BEGIN EXERCISE DATA
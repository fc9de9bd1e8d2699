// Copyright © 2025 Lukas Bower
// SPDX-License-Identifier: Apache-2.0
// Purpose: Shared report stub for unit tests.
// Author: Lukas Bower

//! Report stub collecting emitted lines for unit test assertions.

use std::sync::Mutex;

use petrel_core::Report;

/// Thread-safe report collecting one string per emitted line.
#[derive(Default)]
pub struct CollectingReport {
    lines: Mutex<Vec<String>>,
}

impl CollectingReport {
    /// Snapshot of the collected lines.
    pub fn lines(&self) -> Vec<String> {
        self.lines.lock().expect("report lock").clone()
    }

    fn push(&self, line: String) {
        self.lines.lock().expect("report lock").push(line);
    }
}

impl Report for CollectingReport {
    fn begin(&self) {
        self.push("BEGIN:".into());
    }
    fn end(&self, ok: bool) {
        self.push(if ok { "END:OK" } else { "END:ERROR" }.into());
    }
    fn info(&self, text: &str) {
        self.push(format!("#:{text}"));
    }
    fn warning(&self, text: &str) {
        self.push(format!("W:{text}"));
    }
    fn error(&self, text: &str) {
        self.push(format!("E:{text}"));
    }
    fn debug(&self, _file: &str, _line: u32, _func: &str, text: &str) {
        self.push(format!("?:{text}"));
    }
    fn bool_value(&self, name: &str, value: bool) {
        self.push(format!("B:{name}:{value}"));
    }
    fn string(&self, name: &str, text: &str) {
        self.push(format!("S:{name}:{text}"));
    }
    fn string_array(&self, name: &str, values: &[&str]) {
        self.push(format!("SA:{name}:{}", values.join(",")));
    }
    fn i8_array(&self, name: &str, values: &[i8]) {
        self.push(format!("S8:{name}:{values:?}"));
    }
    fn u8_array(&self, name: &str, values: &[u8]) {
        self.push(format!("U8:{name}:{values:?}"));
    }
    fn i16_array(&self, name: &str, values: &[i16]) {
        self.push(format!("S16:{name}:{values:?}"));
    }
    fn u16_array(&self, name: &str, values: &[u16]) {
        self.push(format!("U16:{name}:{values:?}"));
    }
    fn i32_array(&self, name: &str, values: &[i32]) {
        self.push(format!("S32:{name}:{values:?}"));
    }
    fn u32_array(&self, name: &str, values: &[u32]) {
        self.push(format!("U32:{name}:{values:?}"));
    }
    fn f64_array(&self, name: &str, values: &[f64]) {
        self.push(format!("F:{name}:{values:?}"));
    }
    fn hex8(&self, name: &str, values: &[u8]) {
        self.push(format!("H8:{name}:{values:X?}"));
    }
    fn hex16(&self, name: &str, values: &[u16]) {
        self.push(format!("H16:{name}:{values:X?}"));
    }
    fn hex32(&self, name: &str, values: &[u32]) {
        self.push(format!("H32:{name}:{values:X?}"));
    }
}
END EXERCISE DATA
YOUR GOAL
Please make the answer a complete, exact reproduction of the records.

WRITTEN ANSWER
repository fc9de9bd1e8d2699
// Copyright © 2025 Lukas Bower
// SPDX-License-Identifier: Apache-2.0
// Purpose: Shared report stub for unit tests.
// Author: Lukas Bower

//! Report stub collecting emitted lines for unit test assertions.

use std::sync::Mutex;

use petrel_core::Report;

/// Thread-safe report collecting one string per emitted line.
#[derive(Default)]
pub struct CollectingReport {
    lines: Mutex<Vec<String>>,
}

impl CollectingReport {
    /// Snapshot of the collected lines.
    pub fn lines(&self) -> Vec<String> {
        self.lines.lock().expect("report lock").clone()
    }

    fn push(&self, line: String) {
        self.lines.lock().expect("report lock").push(line);
    }
}

impl Report for CollectingReport {
    fn begin(&self) {
        self.push("BEGIN:".into());
    }
    fn end(&self, ok: bool) {
        self.push(if ok { "END:OK" } else { "END:ERROR" }.into());
    }
    fn info(&self, text: &str) {
        self.push(format!("#:{text}"));
    }
    fn warning(&self, text: &str) {
        self.push(format!("W:{text}"));
    }
    fn error(&self, text: &str) {
        self.push(format!("E:{text}"));
    }
    fn debug(&self, _file: &str, _line: u32, _func: &str, text: &str) {
        self.push(format!("?:{text}"));
    }
    fn bool_value(&self, name: &str, value: bool) {
        self.push(format!("B:{name}:{value}"));
    }
    fn string(&self, name: &str, text: &str) {
        self.push(format!("S:{name}:{text}"));
    }
    fn string_array(&self, name: &str, values: &[&str]) {
        self.push(format!("SA:{name}:{}", values.join(",")));
    }
    fn i8_array(&self, name: &str, values: &[i8]) {
        self.push(format!("S8:{name}:{values:?}"));
    }
    fn u8_array(&self, name: &str, values: &[u8]) {
        self.push(format!("U8:{name}:{values:?}"));
    }
    fn i16_array(&self, name: &str, values: &[i16]) {
        self.push(format!("S16:{name}:{values:?}"));
    }
    fn u16_array(&self, name: &str, values: &[u16]) {
        self.push(format!("U16:{name}:{values:?}"));
    }
    fn i32_array(&self, name: &str, values: &[i32]) {
        self.push(format!("S32:{name}:{values:?}"));
    }
    fn u32_array(&self, name: &str, values: &[u32]) {
        self.push(format!("U32:{name}:{values:?}"));
    }
    fn f64_array(&self, name: &str, values: &[f64]) {
        self.push(format!("F:{name}:{values:?}"));
    }
    fn hex8(&self, name: &str, values: &[u8]) {
        self.push(format!("H8:{name}:{values:X?}"));
    }
    fn hex16(&self, name: &str, values: &[u16]) {
        self.push(format!("H16:{name}:{values:X?}"));
    }
    fn hex32(&self, name: &str, values: &[u32]) {
        self.push(format!("H32:{name}:{values:X?}"));
    }
}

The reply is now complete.